Ambito di applicazione
L'analisi cffDNA ha una vasta gamma di applicazioni, tra cui:
1. Identificazione del sesso fetale
L'utilizzo del cffDNA per rilevare il sesso del feto può essere un efficace strumento di screening per le malattie genetiche legate al genere. Ad esempio, se una donna incinta è portatrice di una malattia recessiva legata al cromosoma X, i risultati dell'analisi possono aiutare a prevedere i rischi per la salute del feto.

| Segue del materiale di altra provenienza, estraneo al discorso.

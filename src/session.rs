//! Session orchestration (spec.md §4.5): wires lexer -> grammar driver
//! -> move interpreter -> board engine over a single input stream and
//! folds the resulting descriptors into a final [`Board`].

use std::io::Read;

use tracing::{debug, info, instrument};

use crate::board::{apply, Board};
use crate::error::ReplayError;
use crate::grammar::GrammarDriver;
use crate::lexer::Lexer;
use crate::movetext::MoveDescriptor;

/// Owns the byte source for its whole lifetime and drives it to
/// completion exactly once.
pub struct Session<R> {
    driver: GrammarDriver<R>,
    board: Board,
}

impl<R: Read> Session<R> {
    pub fn new(source: R) -> Self {
        Self {
            driver: GrammarDriver::new(Lexer::new(source)),
            board: Board::startpos(),
        }
    }

    /// Replay every half-move in the mainline, stopping at the first
    /// `Finish` descriptor or the first error, and return the final
    /// board.
    #[instrument(skip(self), name = "replay_session")]
    pub fn run(mut self) -> Result<Board, ReplayError> {
        info!("starting replay");
        let mut applied = 0u32;
        loop {
            let Some(descriptor) = self.driver.next() else {
                debug!(applied, "input exhausted without an explicit Finish marker");
                break;
            };
            let descriptor = descriptor?;
            match descriptor {
                MoveDescriptor::NextMove {
                    piece,
                    is_white,
                    capture,
                    src_hint,
                    dst,
                    promote_piece,
                    check,
                    checkmate,
                } => {
                    apply::resolve_and_apply(
                        &mut self.board,
                        piece,
                        is_white,
                        capture,
                        src_hint,
                        dst,
                        promote_piece,
                    )?;
                    applied += 1;
                    debug!(
                        applied,
                        is_white, capture, check, checkmate, "applied move"
                    );
                }
                MoveDescriptor::KingSideCastle { is_white } => {
                    apply::apply_castle(&mut self.board, is_white, true)?;
                    applied += 1;
                    debug!(applied, is_white, "applied kingside castle");
                }
                MoveDescriptor::QueenSideCastle { is_white } => {
                    apply::apply_castle(&mut self.board, is_white, false)?;
                    applied += 1;
                    debug!(applied, is_white, "applied queenside castle");
                }
                MoveDescriptor::Finish { marker } => {
                    info!(applied, ?marker, "replay finished");
                    break;
                }
                MoveDescriptor::Ignore => {
                    debug!("ignored a stray e.p. remnant");
                }
            }
        }
        Ok(self.board)
    }
}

2. Malattie congeniteAttraverso l'analisi del cffDNA, i medici possono rilevare precocemente il rischio di alcune malattie congenite e fornire consigli medici e piani di trattamento adeguati per i feti ad alto rischio.
3. Test di paternità durante la gravidanza
La tecnologia cffDNA può essere utilizzata anche per testare la paternità di un feto, operazione che può essere eseguita dalle donne incinte dopo nove settimane di gravidanza.
4. Screening per malattie monogeniche
Il cffDNA può anche aiutare a individuare malattie autologhe causate da un singolo gene dominante e recessivo. In alcuni casi, il cffDNA può identificare efficacemente problemi di salute causati da specifiche mutazioni genetiche.
Prospettive future
Con lo sviluppo della tecnologia di sequenziamento di nuova generazione, l'applicazione del cffDNA potrebbe essere ulteriormente ampliata. In futuro, si prevede che questa tecnologia sarà in grado non solo di rilevare il sesso e lo stato di salute del feto, ma anche di acquisire una comprensione approfondita del background genetico del feto. Ciò non solo faciliterà la diagnosi medica, ma innescherà anche problemi etici. e pensiero morale.
Questa tecnologia cambierà il modo in cui verranno concepite le gravidanze in futuro?